Зима 1908 – 1909 была вообще сезоном более энергичной деятельности второго поколения русских режиссеров. Кроме трех только что указанных лиц, в качестве режиссера стал в этом году работать актер А. Я. Таиров, служивший в театре В. Ф. Комиссаржевской в первый мейерхольдовский сезон 1906 – 1907. В сезоне 1908 – 1909 Таиров в Народном доме графини Паниной на Лиговке поставил «Дядю Ваню» в ритмах и тональности Шопена и Чайковского, для чего чеховскую пьесу репетировали под аккомпанемент рояля, а на спектаклях артисты должны были играть по впечатлениям от репетиций с музыкой. Сам Таиров играл Астрова.
Эта плеяда новых режиссеров, в которую входили — Н. Н. Евреинов, Ф. Ф. Комиссаржевский, А. Я. Таиров и отчасти А. П. Зонов, исходила от тех опытов условного театра, которыми было наполнено трехлетие 1905 – 1908. От начала режиссуры Мейерхольда (1902) их отделяет целое пятилетие, в котороепроизошла кристаллизация условных методов в русском театре. Впоследствии П. М. Ярцев, хотя и находившийся в явной оппозиции к Мейерхольду, писал:
Режиссеры, новые в конце концов все до единого (режиссеры компиляторы), порождены В. Э. Мейерхольдом эпохи первого его сезона в театре Комиссаржевской (1906 – 1907). Но родства не признают. Они презирают макеты (и случается так, что плохо делают то, что презирают) и любят разговаривать о живописи. О музыке тоже любят рассуждать И было такое недавнее время, когда они все говорили о танце. Они любят слово: «выявить». По одному этому слову их можно узнать безошибочно. У них в режиссерских висят эскизы хороших художников.

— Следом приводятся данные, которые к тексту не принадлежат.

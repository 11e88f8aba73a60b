//! # Catalog
//!
//! Read-only product source. The storefront only needs to look products up
//! by id and to list them; search, filters and reviews live elsewhere.

use std::collections::BTreeMap;
use std::sync::Arc;

use agri_core::{Money, Product};

/// Read-only product source.
pub trait Catalog: Send + Sync {
    /// Looks up a product by id.
    fn get(&self, id: &str) -> Option<Product>;

    /// All products, in catalog order.
    fn list(&self) -> Vec<Product>;
}

impl<C: Catalog + ?Sized> Catalog for Arc<C> {
    fn get(&self, id: &str) -> Option<Product> {
        (**self).get(id)
    }

    fn list(&self) -> Vec<Product> {
        (**self).list()
    }
}

/// Catalog held in memory.
#[derive(Debug, Clone, Default)]
pub struct InMemoryCatalog {
    products: BTreeMap<String, Product>,
}

impl InMemoryCatalog {
    /// Builds a catalog from products.
    pub fn new(products: impl IntoIterator<Item = Product>) -> Self {
        InMemoryCatalog {
            products: products.into_iter().map(|p| (p.id.clone(), p)).collect(),
        }
    }

    /// The demo tractors and implements.
    pub fn seeded() -> Self {
        let product = |id: &str,
                       name: &str,
                       brand: &str,
                       price: i64,
                       original: Option<i64>,
                       stock: i64,
                       image: &str| Product {
            id: id.to_string(),
            name: name.to_string(),
            brand: brand.to_string(),
            price: Money::from_rupees(price),
            original_price: original.map(Money::from_rupees),
            image: image.to_string(),
            stock,
            variant: None,
        };

        InMemoryCatalog::new(vec![
            product(
                "1",
                "Mahindra 575 DI XP Plus",
                "Mahindra",
                895_000,
                Some(925_000),
                5,
                "https://images.unsplash.com/photo-1581833971358-2c8b550f87b3?w=400&h=300&fit=crop",
            ),
            product(
                "2",
                "John Deere 5310",
                "John Deere",
                1_250_000,
                Some(1_300_000),
                8,
                "https://images.unsplash.com/photo-1544197150-b99a580bb7a8?w=400&h=300&fit=crop",
            ),
            product(
                "3",
                "Swaraj 744 FE",
                "Swaraj",
                675_000,
                Some(695_000),
                12,
                "https://images.unsplash.com/photo-1581833971358-2c8b550f87b3?w=400&h=300&fit=crop",
            ),
            product(
                "4",
                "New Holland 3630 TX",
                "New Holland",
                1_125_000,
                None,
                3,
                "https://images.unsplash.com/photo-1544197150-b99a580bb7a8?w=400&h=300&fit=crop",
            ),
            product(
                "5",
                "Shaktiman Rotavator 6 ft",
                "Shaktiman",
                125_000,
                Some(135_000),
                15,
                "https://images.unsplash.com/photo-1592982537447-7440770cbfc9?w=400&h=300&fit=crop",
            ),
            product(
                "6",
                "Sonalika Seed Drill 9 Tyne",
                "Sonalika",
                45_000,
                None,
                0,
                "https://images.unsplash.com/photo-1625246333195-78d9c38ad449?w=400&h=300&fit=crop",
            ),
        ])
    }
}

impl Catalog for InMemoryCatalog {
    fn get(&self, id: &str) -> Option<Product> {
        self.products.get(id).cloned()
    }

    fn list(&self) -> Vec<Product> {
        self.products.values().cloned().collect()
    }
}

#[cfg(test)]
mod tests {
    use super::*;

    #[test]
    fn test_seeded_catalog() {
        let catalog = InMemoryCatalog::seeded();
        let mahindra = catalog.get("1").unwrap();

        assert_eq!(mahindra.price, Money::from_rupees(895_000));
        assert!(mahindra.in_stock());
        assert_eq!(catalog.list().len(), 6);
        assert!(!catalog.get("6").unwrap().in_stock());
        assert!(catalog.get("missing").is_none());
    }
}
//! # Checkout State
//!
//! Holds the wizard of the checkout in progress.
//!
//! ```text
//!   begin ──► Address ──► Payment ──► Review ──► placing ──► (discarded)
//!                 ▲           │          │           │
//!                 └── back ───┴── back ──┘      cancelled
//!                                                    │
//!                                                    ▼
//!                                                 Review
//! ```
//!
//! While an order is being placed the wizard is locked: step changes and a
//! second submission are refused until the first one resolves.

use std::sync::{Arc, Mutex, PoisonError};

use agri_core::checkout::{check_review, ReviewInput, Submission};
use agri_core::{Address, Cart, CheckoutStep, CheckoutWizard, CoreError, OrderTotals};
use tracing::debug;

use crate::error::{ApiError, ApiResult, ErrorCode};

#[derive(Debug, Default)]
struct CheckoutSession {
    wizard: Option<CheckoutWizard>,
    placing: bool,
}

/// Shared checkout state.
#[derive(Debug, Clone, Default)]
pub struct CheckoutState {
    inner: Arc<Mutex<CheckoutSession>>,
}

impl CheckoutState {
    /// Creates a state with no checkout in progress.
    pub fn new() -> Self {
        Self::default()
    }

    /// Starts a fresh checkout for `cart`, discarding any previous draft.
    ///
    /// `default_address` is pre-selected on the address step.
    pub fn begin(&self, cart: &Cart, default_address: Option<Address>) -> ApiResult<CheckoutStep> {
        let mut session = self.lock();
        if session.placing {
            return Err(already_placing());
        }

        let mut wizard = CheckoutWizard::start(cart)?;
        if let Some(address) = default_address {
            wizard.preselect_address(address);
        }

        let step = wizard.current_step();
        session.wizard = Some(wizard);
        debug!(items = cart.item_count(), "Checkout started");
        Ok(step)
    }

    /// Checks if a checkout is in progress.
    pub fn is_active(&self) -> bool {
        self.lock().wizard.is_some()
    }

    /// Checks if an order is being placed.
    pub fn is_placing(&self) -> bool {
        self.lock().placing
    }

    /// Executes a function with read access to the wizard.
    pub fn with_wizard<F, R>(&self, f: F) -> ApiResult<R>
    where
        F: FnOnce(&CheckoutWizard) -> R,
    {
        let session = self.lock();
        session.wizard.as_ref().map(f).ok_or_else(not_started)
    }

    /// Executes a step transition on the wizard.
    pub fn with_wizard_mut<F, R>(&self, f: F) -> ApiResult<R>
    where
        F: FnOnce(&mut CheckoutWizard) -> ApiResult<R>,
    {
        let mut session = self.lock();
        if session.placing {
            return Err(already_placing());
        }
        let wizard = session.wizard.as_mut().ok_or_else(not_started)?;
        f(wizard)
    }

    /// Locks the wizard for order placement.
    ///
    /// ## Errors
    /// - `CheckoutError` if not on the review step or already placing
    /// - `ValidationError` if the terms were not accepted
    pub fn begin_placing(&self, review: &ReviewInput) -> ApiResult<()> {
        let mut session = self.lock();
        if session.placing {
            return Err(already_placing());
        }

        let wizard = session.wizard.as_ref().ok_or_else(not_started)?;
        let step = wizard.current_step();
        if step != CheckoutStep::Review {
            return Err(CoreError::InvalidTransition {
                current: step,
                action: "place order",
            }
            .into());
        }
        check_review(review)?;

        session.placing = true;
        Ok(())
    }

    /// Releases the placement lock, leaving the wizard on the review step.
    pub fn abort_placing(&self) {
        self.lock().placing = false;
    }

    /// Produces the submission and discards the wizard.
    ///
    /// On failure the placement lock is released and the wizard is kept.
    pub fn submit(
        &self,
        review: ReviewInput,
        cart: &Cart,
        totals: OrderTotals,
    ) -> ApiResult<Submission> {
        let mut session = self.lock();
        session.placing = false;

        let wizard = session.wizard.as_mut().ok_or_else(not_started)?;
        let submission = wizard.complete_review(review, cart, totals)?;
        session.wizard = None;
        Ok(submission)
    }

    /// Drops the checkout in progress.
    pub fn discard(&self) {
        let mut session = self.lock();
        session.wizard = None;
        session.placing = false;
    }

    fn lock(&self) -> std::sync::MutexGuard<'_, CheckoutSession> {
        self.inner.lock().unwrap_or_else(PoisonError::into_inner)
    }
}

fn not_started() -> ApiError {
    ApiError::new(ErrorCode::CheckoutError, "No checkout in progress")
}

fn already_placing() -> ApiError {
    ApiError::new(ErrorCode::CheckoutError, "Order is already being placed")
}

Вернемся к непосредственному течению сезона 1908 – 1909. Для Мейерхольда, начавшего в эту зиму новый период своей жизни, 1908 г. стал как бы концом его сценической юности. Постепенно отходили в прошлое люди и вещи, пособники первых шагов Мейерхольда, как актера и режиссера. 14‑го декабря сгорел дотла московский «Театр-Студия», а в ту же зиму умер и учитель В. Э. Мейерхольда А. А. Федотов, которому Мейерхольд был обязан азбукой сценического мастерства.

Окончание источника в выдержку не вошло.